Although the total number of Fake Indian Currency Notes (FICNs) detected in the banking sector declined to 2,25,769 pieces in 2022-23 from 2,30,971 pieces in the previous fiscal year.
“During 2022-23, out of the total Fake Indian Currency Notes (FICNs) detected in the banking sector, 4.6$ were detected at the Reserve Bank and 95.4% at other banks,” the central bank mentioned in its report.
While the RBI has continued to clarify that the Rs 2000 notes are not banned and still remain a legal tender, questions have been raised regarding the reason behind withdrawal of the pink notes barely seven years after their introduction.
Even the recent numbers as per RBI’s annual report tell a different story.

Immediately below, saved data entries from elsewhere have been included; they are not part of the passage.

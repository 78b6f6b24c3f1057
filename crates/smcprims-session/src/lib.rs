//! Two-phase SMC transactions and typed sensor access.
//!
//! This is the layer most callers use. Hand it an open SMC connection and
//! read temperatures and fan speeds, or set fan minimum speeds, by key.

pub mod config;
pub mod error;
pub mod keys;
mod sensors;
pub mod session;
pub mod shared;
pub mod transaction;
pub mod units;

#[cfg(test)]
mod testing;

pub use config::{FanKeyPolicy, FanSpeedDecoding, SessionConfig, TemperatureDecoding};
pub use error::{Phase, Result, SessionError, TransactionError};
pub use session::SmcSession;
pub use shared::SharedSession;
pub use transaction::{key_info, read_key, write_key};
pub use units::TemperatureUnit;
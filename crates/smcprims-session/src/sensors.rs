//! Typed temperature and fan operations.
//!
//! Each operation comes in two forms. The strict form returns a
//! [`Result`] and reports shape mismatches explicitly. The lenient form
//! degrades to a fixed sentinel (`0.0`, `-1`, `0`, `false`) and logs why.

use smcprims_frame::numeric::{
    decode_fpe2, decode_fpe2_exact, decode_sp78, decode_sp78_whole, encode_fpe2, FPE2_MAX,
};
use smcprims_frame::{DataType, RawValue, SmcKey};
use smcprims_transport::SmcTransport;
use tracing::{debug, warn};

use crate::config::{FanSpeedDecoding, TemperatureDecoding};
use crate::error::{Result, SessionError};
use crate::keys;
use crate::session::SmcSession;
use crate::units::TemperatureUnit;

impl<T: SmcTransport> SmcSession<T> {
    /// Read a `sp78` temperature sensor.
    pub fn read_temperature(&mut self, key: &str, unit: TemperatureUnit) -> Result<f64> {
        let key = SmcKey::new(key)?;
        let value = self.read_key(key)?;
        let bytes: [u8; 2] = expect_shape(key, &value, DataType::SP78)?;

        let celsius = match self.config().temperature {
            TemperatureDecoding::WholeDegree => decode_sp78_whole(bytes),
            TemperatureDecoding::Fractional => decode_sp78(bytes),
        };
        Ok(unit.convert_celsius(celsius))
    }

    /// Read a temperature, or `0.0` if it is unavailable.
    pub fn temperature(&mut self, key: &str, unit: TemperatureUnit) -> f64 {
        self.read_temperature(key, unit).unwrap_or_else(|err| {
            warn!(key, %err, "temperature unavailable");
            0.0
        })
    }

    /// Read the number of fans.
    pub fn read_fan_count(&mut self) -> Result<u8> {
        let key = SmcKey::new(keys::FAN_COUNT)?;
        let value = self.read_key(key)?;
        let [count] = expect_shape::<1>(key, &value, DataType::UI8)?;
        Ok(count)
    }

    /// Read the number of fans, or `-1` if it is unavailable.
    pub fn fan_count(&mut self) -> i32 {
        match self.read_fan_count() {
            Ok(count) => i32::from(count),
            Err(err) => {
                warn!(%err, "fan count unavailable");
                -1
            }
        }
    }

    /// Read the current speed of fan `index`, in RPM.
    pub fn read_fan_rpm(&mut self, index: u32) -> Result<u32> {
        let key = keys::fan_actual_speed(index, self.config().fan_keys)?;
        let value = self.read_key(key)?;
        let bytes: [u8; 2] = expect_shape(key, &value, DataType::FPE2)?;

        Ok(match self.config().fan_speed {
            FanSpeedDecoding::Reference => decode_fpe2(bytes),
            FanSpeedDecoding::Exact => decode_fpe2_exact(bytes),
        })
    }

    /// Read the current speed of fan `index`, or `0` if it is unavailable.
    pub fn fan_rpm(&mut self, index: u32) -> u32 {
        self.read_fan_rpm(index).unwrap_or_else(|err| {
            warn!(index, %err, "fan speed unavailable");
            0
        })
    }

    /// Set the minimum speed of fan `index`, in RPM.
    ///
    /// Writes need a privileged connection. Without one the channel rejects
    /// the call and the error carries `IoReturn::NOT_PRIVILEGED`.
    pub fn write_fan_min_rpm(&mut self, index: u32, rpm: u32) -> Result<()> {
        if rpm > FPE2_MAX {
            return Err(SessionError::InvalidValue(format!(
                "{rpm} rpm exceeds fpe2 maximum {FPE2_MAX}"
            )));
        }
        let key = keys::fan_min_speed(index, self.config().fan_keys)?;
        let value = RawValue::new(DataType::FPE2, &encode_fpe2(rpm))?;
        self.write_key(key, &value)
    }

    /// Set the minimum speed of fan `index`; `true` on success.
    ///
    /// `requires_auth` is accepted for interface compatibility only. Whether
    /// the write is allowed is decided by the channel, not by this layer.
    pub fn set_fan_min_rpm(&mut self, index: u32, rpm: u32, requires_auth: bool) -> bool {
        debug!(index, rpm, requires_auth, "setting fan minimum speed");
        match self.write_fan_min_rpm(index, rpm) {
            Ok(()) => true,
            Err(err) => {
                warn!(index, rpm, %err, "fan minimum speed not set");
                false
            }
        }
    }
}

fn expect_shape<const N: usize>(
    key: SmcKey,
    value: &RawValue,
    data_type: DataType,
) -> Result<[u8; N]> {
    let bytes = if value.data_type() == data_type {
        value.to_array::<N>()
    } else {
        None
    };
    bytes.ok_or(SessionError::ShapeMismatch {
        key,
        expected_size: N as u32,
        expected_type: data_type,
        actual_size: value.data_size(),
        actual_type: value.data_type(),
    })
}
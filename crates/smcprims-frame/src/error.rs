/// Errors for malformed SMC keys.
#[derive(Debug, Clone, PartialEq, Eq, thiserror::Error)]
pub enum KeyError {
    /// Keys are exactly four bytes long.
    #[error("invalid key length {len} for {key:?} (must be 4 characters)")]
    InvalidLength { key: String, len: usize },

    /// Keys are plain ASCII.
    #[error("key {key:?} contains non-ASCII characters")]
    NonAscii { key: String },
}

/// Errors that can occur while building or decoding parameter records.
#[derive(Debug, thiserror::Error)]
pub enum FrameError {
    /// The key could not be encoded.
    #[error(transparent)]
    InvalidKey(#[from] KeyError),

    /// The payload exceeds the fixed 32-byte record field.
    #[error("payload too large ({size} bytes, max {max})")]
    PayloadTooLarge { size: usize, max: usize },

    /// The operation selector is not one this crate speaks.
    #[error("unknown operation selector {0}")]
    UnknownOperation(u8),
}

pub type Result<T> = std::result::Result<T, FrameError>;
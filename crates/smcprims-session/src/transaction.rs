//! Two-phase read and write transactions.
//!
//! Every access starts with a `GetKeyInfo` call. The controller uses it to
//! prime the following data call, so the phase is never skipped, even when
//! the caller already knows the size and type of a key.
//!
//! ```text
//! read:  Idle -> AwaitingKeyInfo -> AwaitingPayload  -> Done
//! write: Idle -> AwaitingKeyInfo -> AwaitingWriteAck -> Done
//! ```

use smcprims_frame::{
    decode_frame, encode_frame, KeyInfo, Operation, ParamFrame, RawValue, SmcKey,
};
use smcprims_transport::SmcTransport;
use tracing::{debug, trace};

use crate::error::{Phase, TransactionError};

pub type Result<T> = std::result::Result<T, TransactionError>;

#[derive(Debug, Clone, Copy, PartialEq, Eq)]
enum State {
    Idle,
    AwaitingKeyInfo,
    AwaitingPayload,
    AwaitingWriteAck,
    Done,
}

struct Machine {
    key: SmcKey,
    state: State,
}

impl Machine {
    fn new(key: SmcKey) -> Self {
        Self {
            key,
            state: State::Idle,
        }
    }

    fn advance(&mut self, next: State) {
        trace!(key = %self.key, from = ?self.state, to = ?next, "transaction state");
        self.state = next;
    }
}

/// Read the value of `key`.
pub fn read_key<T: SmcTransport + ?Sized>(transport: &mut T, key: SmcKey) -> Result<RawValue> {
    let mut machine = Machine::new(key);

    machine.advance(State::AwaitingKeyInfo);
    let info = key_info(transport, key)?;

    machine.advance(State::AwaitingPayload);
    let request = ParamFrame::request(key, Operation::ReadKey).with_data_size(info.data_size);
    let response = exchange(transport, &request, Phase::ReadPayload)?;

    machine.advance(State::Done);
    let value = RawValue::from_payload(info.data_size, info.data_type, response.bytes);
    debug!(
        transport = transport.transport_name(),
        %key,
        data_size = value.data_size(),
        data_type = %value.data_type(),
        "read key"
    );
    Ok(value)
}

/// Write `value` to `key`.
///
/// The value's size must match the size the controller reports for the key;
/// otherwise [`TransactionError::BadArgument`] is returned and nothing is
/// written.
pub fn write_key<T: SmcTransport + ?Sized>(
    transport: &mut T,
    key: SmcKey,
    value: &RawValue,
) -> Result<()> {
    let mut machine = Machine::new(key);

    machine.advance(State::AwaitingKeyInfo);
    let info = key_info(transport, key)?;

    if value.data_size() != info.data_size {
        debug!(
            %key,
            expected = info.data_size,
            actual = value.data_size(),
            "write size mismatch"
        );
        return Err(TransactionError::BadArgument {
            expected: info.data_size,
            actual: value.data_size(),
        });
    }

    machine.advance(State::AwaitingWriteAck);
    let request = ParamFrame::request(key, Operation::WriteKey)
        .with_data_size(info.data_size)
        .with_payload(value.bytes())
        .map_err(|_| TransactionError::BadArgument {
            expected: info.data_size,
            actual: value.data_size(),
        })?;
    exchange(transport, &request, Phase::WritePayload)?;

    machine.advance(State::Done);
    debug!(
        transport = transport.transport_name(),
        %key,
        data_size = info.data_size,
        "wrote key"
    );
    Ok(())
}

/// Fetch the metadata of `key` without reading its value.
pub fn key_info<T: SmcTransport + ?Sized>(transport: &mut T, key: SmcKey) -> Result<KeyInfo> {
    let request = ParamFrame::request(key, Operation::GetKeyInfo);
    let response = exchange(transport, &request, Phase::KeyInfo)?;
    Ok(response.key_info)
}

fn exchange<T: SmcTransport + ?Sized>(
    transport: &mut T,
    request: &ParamFrame,
    phase: Phase,
) -> Result<ParamFrame> {
    let raw = transport.call(&encode_frame(request)).map_err(|source| {
        debug!(
            transport = transport.transport_name(),
            %phase,
            %source,
            "SMC channel call failed"
        );
        TransactionError::Channel { phase, source }
    })?;

    let response = decode_frame(&raw);
    let status = response.smc_status();
    if !status.is_success() {
        return Err(TransactionError::Protocol { phase, status });
    }
    Ok(response)
}
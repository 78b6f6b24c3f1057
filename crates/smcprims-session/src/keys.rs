//! Well-known SMC keys.

use smcprims_frame::{KeyError, SmcKey};

use crate::config::FanKeyPolicy;

/// CPU 0 die temperature.
pub const CPU_0_DIODE: &str = "TC0D";
/// CPU 0 proximity temperature.
pub const CPU_0_PROXIMITY: &str = "TC0P";
/// GPU 0 die temperature.
pub const GPU_0_DIODE: &str = "TG0D";
/// Number of fans.
pub const FAN_COUNT: &str = "FNum";

const FAN_ACTUAL_SPEED: &str = "Ac";
const FAN_MIN_SPEED: &str = "Mn";

/// Current speed key of a fan (`F<n>Ac`).
///
/// Indices of 10 and above do not fit a four-character key.
pub fn fan_actual_speed(index: u32, policy: FanKeyPolicy) -> Result<SmcKey, KeyError> {
    fan_key(index, FAN_ACTUAL_SPEED, policy)
}

/// Minimum speed key of a fan (`F<n>Mn`).
pub fn fan_min_speed(index: u32, policy: FanKeyPolicy) -> Result<SmcKey, KeyError> {
    fan_key(index, FAN_MIN_SPEED, policy)
}

fn fan_key(index: u32, suffix: &str, policy: FanKeyPolicy) -> Result<SmcKey, KeyError> {
    let index = match policy {
        FanKeyPolicy::PerFan => index,
        FanKeyPolicy::FanZeroOnly => 0,
    };
    SmcKey::new(&format!("F{index}{suffix}"))
}

#[cfg(test)]
mod tests {
    use super::*;

    #[test]
    fn per_fan_keys_use_index() {
        let key = fan_actual_speed(1, FanKeyPolicy::PerFan).unwrap();
        assert_eq!(key.to_string(), "F1Ac");
        let key = fan_min_speed(9, FanKeyPolicy::PerFan).unwrap();
        assert_eq!(key.to_string(), "F9Mn");
    }

    #[test]
    fn fan_zero_policy_ignores_index() {
        let key = fan_actual_speed(3, FanKeyPolicy::FanZeroOnly).unwrap();
        assert_eq!(key.to_string(), "F0Ac");
        let key = fan_min_speed(42, FanKeyPolicy::FanZeroOnly).unwrap();
        assert_eq!(key.to_string(), "F0Mn");
    }

    #[test]
    fn two_digit_index_is_invalid_key() {
        assert!(matches!(
            fan_actual_speed(10, FanKeyPolicy::PerFan),
            Err(KeyError::InvalidLength { len: 5, .. })
        ));
    }
}
//! Domain types for deployment profiles and classification results.
//!
//! A deployment is one of two enumerated variants. Everything that differs
//! between them (validation rules, input size, threshold, labels, landing
//! page) lives in a [`DeploymentProfile`] rather than in separate handlers.

pub mod classification;
pub mod profile;

pub use classification::{Classification, Confidence, LabelPair};
pub use profile::{ColorPolicy, DeploymentProfile, Variant};
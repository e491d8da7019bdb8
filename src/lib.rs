pub mod api;
pub mod cli;
pub mod config;
pub mod db;
pub mod domain;
pub mod entities;
pub mod services;

use anyhow::Context;
use std::time::Duration;
use tokio::signal;
use tower_sessions::ExpiredDeletion;
use tracing::{error, info};
use tracing_subscriber::EnvFilter;

use cli::{Cli, Commands};
pub use config::Config;

const SESSION_REAP_INTERVAL: Duration = Duration::from_secs(60);

/// Installs the global subscriber. `RUST_LOG` takes precedence over the
/// configured level. Logs go to stderr so CLI output stays clean.
pub fn init_tracing(log_level: &str) {
    use tracing_subscriber::{layer::SubscriberExt, util::SubscriberInitExt};

    let env_filter =
        EnvFilter::try_from_default_env().unwrap_or_else(|_| EnvFilter::new(log_level));

    let fmt_layer = tracing_subscriber::fmt::layer().with_writer(std::io::stderr);

    let _ = tracing_subscriber::registry()
        .with(env_filter)
        .with(fmt_layer)
        .try_init();
}

/// Resolves the config for this invocation: explicit path or search
/// locations, then `.env`/environment overrides.
pub fn load_config(cli: &Cli) -> anyhow::Result<Config> {
    let mut config = match &cli.config {
        Some(path) => Config::load_from_path(path)?,
        None => Config::load()?,
    };
    config.apply_env_overrides()?;
    Ok(config)
}

pub async fn run(cli: Cli, config: Config) -> anyhow::Result<()> {
    init_tracing(&config.general.log_level);

    let Cli {
        config: config_path,
        command,
    } = cli;

    match command.unwrap_or(Commands::Serve) {
        Commands::Serve => {
            config.validate()?;
            run_server(config).await
        }

        Commands::Init { variant, force } => {
            let path = config_path.unwrap_or_else(Config::default_config_path);
            cli::cmd_init(&path, variant, force)
        }

        Commands::Classify { path, segment } => {
            config.validate()?;
            cli::cmd_classify(&config, &path, segment).await
        }

        Commands::CheckConfig => cli::cmd_check_config(&config),
    }
}

async fn run_server(config: Config) -> anyhow::Result<()> {
    let prometheus_handle = if config.observability.metrics_enabled {
        use metrics_exporter_prometheus::PrometheusBuilder;
        let builder = PrometheusBuilder::new();
        let handle = builder
            .install_recorder()
            .context("Failed to install Prometheus recorder")?;
        info!("Prometheus metrics recorder initialized");
        Some(handle)
    } else {
        None
    };

    let addr = format!("{}:{}", config.server.bind_address, config.server.port);
    let variant = config.profile.variant;

    let state = api::create_app_state_from_config(config, prometheus_handle).await?;

    let deletion_task = tokio::spawn(
        state
            .session_store
            .clone()
            .continuously_delete_expired(SESSION_REAP_INTERVAL),
    );

    let app = api::router(state)?;

    let listener = tokio::net::TcpListener::bind(&addr)
        .await
        .with_context(|| format!("Failed to bind {addr}"))?;

    info!(variant = %variant, "Web server running at http://{}", addr);

    let served = axum::serve(listener, app)
        .with_graceful_shutdown(shutdown_signal())
        .await
        .context("Web server error");

    deletion_task.abort();
    served?;

    info!("Server stopped");
    Ok(())
}

async fn shutdown_signal() {
    match signal::ctrl_c().await {
        Ok(()) => {
            info!("Shutdown signal received");
        }
        Err(e) => {
            error!("Error listening for shutdown: {}", e);
        }
    }
}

The total expenditure incurred on security printing during 2022-23 was ₹4,682.80 crore as against ₹4,984.80 crore in the previous year, RBI said in its report
The RBI report’s data also mentions that fake versions of the old Rs 500 and Rs 1000 notes that were demonetised in 2016, are still in circulation. In fact, fake Rs 1000 notes’ circulation has shot up, with the numbers being 482 in FY23, vs 11 and 2 in FY22 and FY21. As far as fake Rs 500 notes (old) are concerned, the numbers were 6 in FY23, 14 and 9 in FY22 and FY21.